Gardner claimed that he was held in the Essex County jail for nearly two months under a total of $575,000 bail. Yet, on September 22, 2017, the charges against him were dismissed in their entirety on motion of the Essex County Prosecutor, according to Gardner’s suit.

According to Gardner, his arrest was based on “improperly suggestive and unlawfully administered photo arrays” that were shown to three East Orange robbery victims and two victims from Bloomfield. Gardner claimed the his photo, which was included in the array, was taken when he was a “young juvenile” even though he was 27 years old at time of his 2015 arrest. He claimed that of the three East Orange robbery victims, one, who said that she “did not get a good look at” the perpetrator, could not identify him from the array, another initially identified him and “then wavered and became unsure” while the final victim, a juvenile who had come face to face with the armed robber, was not shown the photo array at all.

Later the same afternoon, Bloomfield police, at the request of East Orange police, prepared a new six-person photo array that included Gardner’s photo, according to the lawsuit. The East Orange witness who said earlier that she didn’t get a good look at the robber “positively” identified Gardner as the perpetrator, according to the suit.

Gardner alleged upon “information and belief” that police swore out affidavits of probable cause, in support of an arrest warrant, that falsely stated that all three East Orange robbery victims positively identified him from the photo array. Then, according to Gardner, the two Bloomfield robbery victims were shown the photo array but were first told that one of the East Orange victims had already positively identified Gardner as the perpetrator.

According to Gardner, divulging this information to the Bloomfield victims was “itself is a violation of standard police practice and procedure for the constitution and administration of photo arrays.” One of the Bloomfield victims identified Gardner while the other “was firm in his belief” that someone else was the perpetrator, according to the lawsuit.

Gardner said that he was fully cooperative with police and allowed them to search his cell phone and provided them with the names and contact numbers for two of his supervisors who could corroborate that he was at work in New York when the robberies occurred. He also offered police his girlfriend’s contact information and said that she could also corroborate his whereabouts from after he returned from work through to 11 o’clock the following morning. According to Gardner, police did not contact the girlfriend or supervisors or otherwise investigate his alibi.

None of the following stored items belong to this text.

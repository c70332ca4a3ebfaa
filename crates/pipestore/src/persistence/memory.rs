//! In-memory implementation of DocumentCollection for testing

use std::time::Duration;

use async_trait::async_trait;
use bson::oid::ObjectId;
use bson::{Bson, Document};
use parking_lot::RwLock;

use super::client::DocumentStoreClient;
use super::collection::DocumentCollection;
use super::document::ID_FIELD;
use super::store::StoreError;

/// In-memory implementation of DocumentCollection
///
/// This is primarily for testing. It keeps documents in insertion order and
/// mirrors MongoDB's behavior for the operations the store client uses:
/// generated `_id`s, duplicate-key rejection and `$set` updates.
///
/// # Example
///
/// ```
/// use pipestore::InMemoryCollection;
///
/// let collection = InMemoryCollection::new();
/// assert!(collection.is_empty());
/// ```
pub struct InMemoryCollection {
    documents: RwLock<Vec<Document>>,
}

impl InMemoryCollection {
    /// Create an empty collection
    pub fn new() -> Self {
        Self {
            documents: RwLock::new(Vec::new()),
        }
    }

    /// Get the number of documents
    pub fn len(&self) -> usize {
        self.documents.read().len()
    }

    pub fn is_empty(&self) -> bool {
        self.documents.read().is_empty()
    }

    /// Snapshot of every stored document
    pub fn documents(&self) -> Vec<Document> {
        self.documents.read().clone()
    }

    /// Clear all data (for testing)
    pub fn clear(&self) {
        self.documents.write().clear();
    }
}

impl Default for InMemoryCollection {
    fn default() -> Self {
        Self::new()
    }
}

fn matches(document: &Document, filter: &Document) -> bool {
    filter
        .iter()
        .all(|(field, expected)| document.get(field) == Some(expected))
}

#[async_trait]
impl DocumentCollection for InMemoryCollection {
    async fn find_one(&self, filter: Document) -> Result<Option<Document>, StoreError> {
        let documents = self.documents.read();
        Ok(documents.iter().find(|d| matches(d, &filter)).cloned())
    }

    async fn find(&self, filter: Document) -> Result<Vec<Document>, StoreError> {
        let documents = self.documents.read();
        Ok(documents
            .iter()
            .filter(|d| matches(d, &filter))
            .cloned()
            .collect())
    }

    async fn insert_one(&self, mut document: Document) -> Result<ObjectId, StoreError> {
        let object_id = match document.get(ID_FIELD) {
            Some(Bson::ObjectId(object_id)) => *object_id,
            Some(other) => {
                return Err(StoreError::Serialization(format!(
                    "_id must be an ObjectId, got {}",
                    other
                )))
            }
            None => {
                let object_id = ObjectId::new();
                document.insert(ID_FIELD, object_id);
                object_id
            }
        };

        let mut documents = self.documents.write();
        if documents
            .iter()
            .any(|d| d.get_object_id(ID_FIELD).ok() == Some(object_id))
        {
            return Err(StoreError::DuplicateKey(format!(
                "E11000 duplicate key error collection: store index: _id_ dup key: {}",
                object_id
            )));
        }

        documents.push(document);
        Ok(object_id)
    }

    async fn replace_one(
        &self,
        filter: Document,
        mut replacement: Document,
    ) -> Result<u64, StoreError> {
        let mut documents = self.documents.write();
        let Some(existing) = documents.iter_mut().find(|d| matches(d, &filter)) else {
            return Ok(0);
        };

        // The replacement never changes the stored _id
        if let Some(id) = existing.get(ID_FIELD).cloned() {
            replacement.insert(ID_FIELD, id);
        }
        *existing = replacement;
        Ok(1)
    }

    async fn update_one(&self, filter: Document, update: Document) -> Result<u64, StoreError> {
        let fields = update
            .get_document("$set")
            .map_err(|_| StoreError::Unavailable("only $set updates are supported".to_string()))?
            .clone();

        let mut documents = self.documents.write();
        let Some(existing) = documents.iter_mut().find(|d| matches(d, &filter)) else {
            return Ok(0);
        };

        for (field, value) in fields {
            existing.insert(field, value);
        }
        Ok(1)
    }

    async fn delete_one(&self, filter: Document) -> Result<u64, StoreError> {
        let mut documents = self.documents.write();
        match documents.iter().position(|d| matches(d, &filter)) {
            Some(index) => {
                documents.remove(index);
                Ok(1)
            }
            None => Ok(0),
        }
    }

    async fn shutdown(&self) -> Result<(), StoreError> {
        Ok(())
    }
}

/// Store client backed by an [`InMemoryCollection`]
pub type InMemoryStoreClient = DocumentStoreClient<InMemoryCollection>;

impl DocumentStoreClient<InMemoryCollection> {
    /// Create a client over a fresh in-memory collection
    pub fn in_memory(timeout: Duration) -> Self {
        Self::new(InMemoryCollection::new(), timeout)
    }
}

#[cfg(test)]
mod tests {
    use super::*;
    use bson::doc;

    #[tokio::test]
    async fn test_insert_generates_id() {
        let collection = InMemoryCollection::new();

        let id = collection.insert_one(doc! { "k": "v" }).await.unwrap();

        let found = collection.find_one(doc! { "_id": id }).await.unwrap();
        assert_eq!(found.unwrap().get_str("k").unwrap(), "v");
    }

    #[tokio::test]
    async fn test_insert_rejects_duplicate_id() {
        let collection = InMemoryCollection::new();
        let id = ObjectId::new();

        collection.insert_one(doc! { "_id": id }).await.unwrap();
        let result = collection.insert_one(doc! { "_id": id }).await;

        assert!(matches!(result, Err(StoreError::DuplicateKey(_))));
        assert_eq!(collection.len(), 1);
    }

    #[tokio::test]
    async fn test_find_preserves_insertion_order() {
        let collection = InMemoryCollection::new();
        for n in 0..3 {
            collection
                .insert_one(doc! { "group": "a", "n": n })
                .await
                .unwrap();
        }
        collection.insert_one(doc! { "group": "b" }).await.unwrap();

        let found = collection.find(doc! { "group": "a" }).await.unwrap();
        let order: Vec<i32> = found.iter().map(|d| d.get_i32("n").unwrap()).collect();
        assert_eq!(order, vec![0, 1, 2]);
    }

    #[tokio::test]
    async fn test_replace_keeps_id() {
        let collection = InMemoryCollection::new();
        let id = collection.insert_one(doc! { "v": 1 }).await.unwrap();

        let matched = collection
            .replace_one(doc! { "_id": id }, doc! { "v": 2 })
            .await
            .unwrap();
        assert_eq!(matched, 1);

        let found = collection.find_one(doc! { "_id": id }).await.unwrap().unwrap();
        assert_eq!(found.get_i32("v").unwrap(), 2);
    }

    #[tokio::test]
    async fn test_update_and_delete_report_zero_matches() {
        let collection = InMemoryCollection::new();
        let missing = ObjectId::new();

        let updated = collection
            .update_one(doc! { "_id": missing }, doc! { "$set": { "v": 1 } })
            .await
            .unwrap();
        let deleted = collection.delete_one(doc! { "_id": missing }).await.unwrap();

        assert_eq!(updated, 0);
        assert_eq!(deleted, 0);
    }

    #[tokio::test]
    async fn test_update_requires_set() {
        let collection = InMemoryCollection::new();
        let id = collection.insert_one(doc! { "v": 1 }).await.unwrap();

        let result = collection
            .update_one(doc! { "_id": id }, doc! { "$inc": { "v": 1 } })
            .await;
        assert!(result.is_err());
    }
}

The East Orange police officers named in the lawsuit were detectives John Bocchino, Robert Wright, Jermin Spencer, Felix Lantigua, Stephen Ganji, sergeant Ronson Johnson and Police Director Phyllis Bindi. The Bloomfield officers named were detectives Harry Norris and James Romano and Chief Samuel A. DeMaio.

The case is captioned Gardner v. Bocchino, et al, Docket No. ESX-L-6471-18 and Gardner’s attorney was Jeffrey M. Patti of Sparta. The lawsuit and settlements are on-line here.

Bloomfield’s settlement agreement contains a confidentiality clause, which prevents Gardner from disclosing the settlement’s terms to others. Fortunately, however, these confidentiality clauses do not trump the public’s right to obtain copies of settlement agreements that arise out of lawsuits in which a government agency or official is a defendant.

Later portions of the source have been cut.